# Could this be true



## cabby (May 14, 2005)

CANCEL YOUR CREDIT CARD BEFORE YOU DIE ... *
Reported in the Newcastle Evening Chronic




A lady died last September, and Barclaycard billed her in October and November for their annual service charges on her credit card, and then in

December added late fees and interest on the monthly charge. The balance that had been £0.00, now is somewhere around £60.00.

A family member rang Barclaycard:

Family Member:



'I am calling to tell you that my grandmother died in September


Barclaycard:



'But the account was never closed and so the late fees and charges still apply..'

Family Member:



'Maybe, you should turn it over to your collections section.'


Barclaycard:



‘Since it is two months overdue, it already has been.'

Family Member:



‘So, what will they do when they find out she is dead?'

Barclaycard:



'Either report her account to the Frauds Department or report her to The Credit bureau, maybe both!'

Family Member:



'Do you think God will be upset with her?'




Barclaycard:



'Excuse me?'

Family Member:



'Did you just get what I was telling you . . The part about her being dead?'

Barclaycard:



'Sir, you'll have to speak to my supervisor.'



Supervisor gets on the phone





Family Member:



'I'm phoning to tell you, she died in September.'



Barclaycard:



'But the account was never closed and the late fees and charges still apply.'




Family Member:



'You mean you want to collect from her estate?'

Barclaycard:

(Stammer)



'Are you her solicitor?'

Family Member:



'No, I'm her grandson'

Barclaycard:



'Could you fax us a death certificate?'

Family Member:



'No problem..' (fax number is given )

After they get the fax:
Barclaycard:



'Our system just isn't set up for death. I don't know what more I can do to help.'



Family Member:



'Well, if you sort it out, great! If not, you could just keep billing her. I don't think she will care.'



Barclaycard:



'Well, the late fees and charges will still apply.'



Family Member:



‘Would you like her new billing address?'

Barclaycard:



'That would help.'

Family Member



' Plot 1049.' Heaton Cemetery , Heaton Road , Newcastle upon Tyne

Barclaycard:



'But, that's a cemetery!'



Family Member:



'Well, what do you do with dead people on your planet?'


----------



## coppo (May 27, 2009)

Surely not.


----------



## Penquin (Oct 15, 2007)

Sadly, I suspect that is 100% true.....


----------



## JanHank (Mar 29, 2015)

After the unprofessional treatment I have had from another bank it doesn´t completely surprise me.


----------



## peribro (Sep 6, 2009)

This story has been doing the rounds for some 14 years at least. It doesn't mean it's not true but it would appear to have originated in the USA. Here are some older variants on it.
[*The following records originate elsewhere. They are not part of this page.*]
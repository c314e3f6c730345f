//! # envelope-client
//!
//! Asynchronous client for the envelope protocol.
//!
//! **Architecture:** Hexagonal (Ports/Adapters)
//!
//! ## Purpose
//!
//! The requesting side of the protocol: build create/claim/reclaim
//! requests, hand them to a key custodian for signing, submit through a
//! gateway, and poll for the asynchronous outcome under a bounded
//! timeout.
//!
//! The client never treats its own state as authoritative: every
//! submission is a request to an external, sequentially-consistent
//! ledger, and success is only reported after the gateway confirms it.
//! An operation whose outcome is unknown when the confirmation window
//! closes is surfaced as unknown, never as failed, and can be re-queried
//! by its handle before any retry.
//!
//! ## Module Structure
//!
//! ```text
//! envelope-client/
//! ├── requests.rs      # OperationRequest, unit conversion, validation
//! ├── ports/           # RequestSigner, LedgerGateway
//! ├── adapters/        # In-process gateway and dev signer
//! ├── errors.rs        # ClientError
//! └── service.rs       # EnvelopeClient (submit-and-confirm loop)
//! ```

#![warn(missing_docs)]
#![warn(clippy::all)]

pub mod adapters;
pub mod errors;
pub mod ports;
pub mod requests;
pub mod service;

// Re-exports
pub use adapters::{DevSigner, InProcessGateway};
pub use errors::ClientError;
pub use ports::{LedgerGateway, RequestSigner, SubmissionStatus, SubmitHandle};
pub use requests::{
    parse_secret_hash, tokens_to_base_units, OperationRequest, SignedRequest,
    BASE_UNITS_PER_TOKEN, TOKEN_DECIMALS,
};
pub use service::{ClientConfig, EnvelopeClient};

/// Crate version
pub const VERSION: &str = env!("CARGO_PKG_VERSION");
http://www.snopes.com/business/bank/deadcard.asp

http://www.sun-gazing.com/aunts-credit-card-charged-died-banks-response-unbelievable/


----------



## patp (Apr 30, 2007)

Wouldn't surprise me one little bit.


Nowhere in the conversation (if it reported correctly) is there an expression of sympathy. Customer care teams need to have training. It is very upsetting when handling a death in the family to deal with these teenagers with no training.


I suggest they do a stint on the reception desk at a vet's. I had to handle grief stricken people on a daily basis. I am sure those that do a similar job on the human side of things will know what I am talking about.


The standard answer I got when dealing with my parents affairs was "nothing we can do without a death certificate" then "nothing we can do without seeing a will".


----------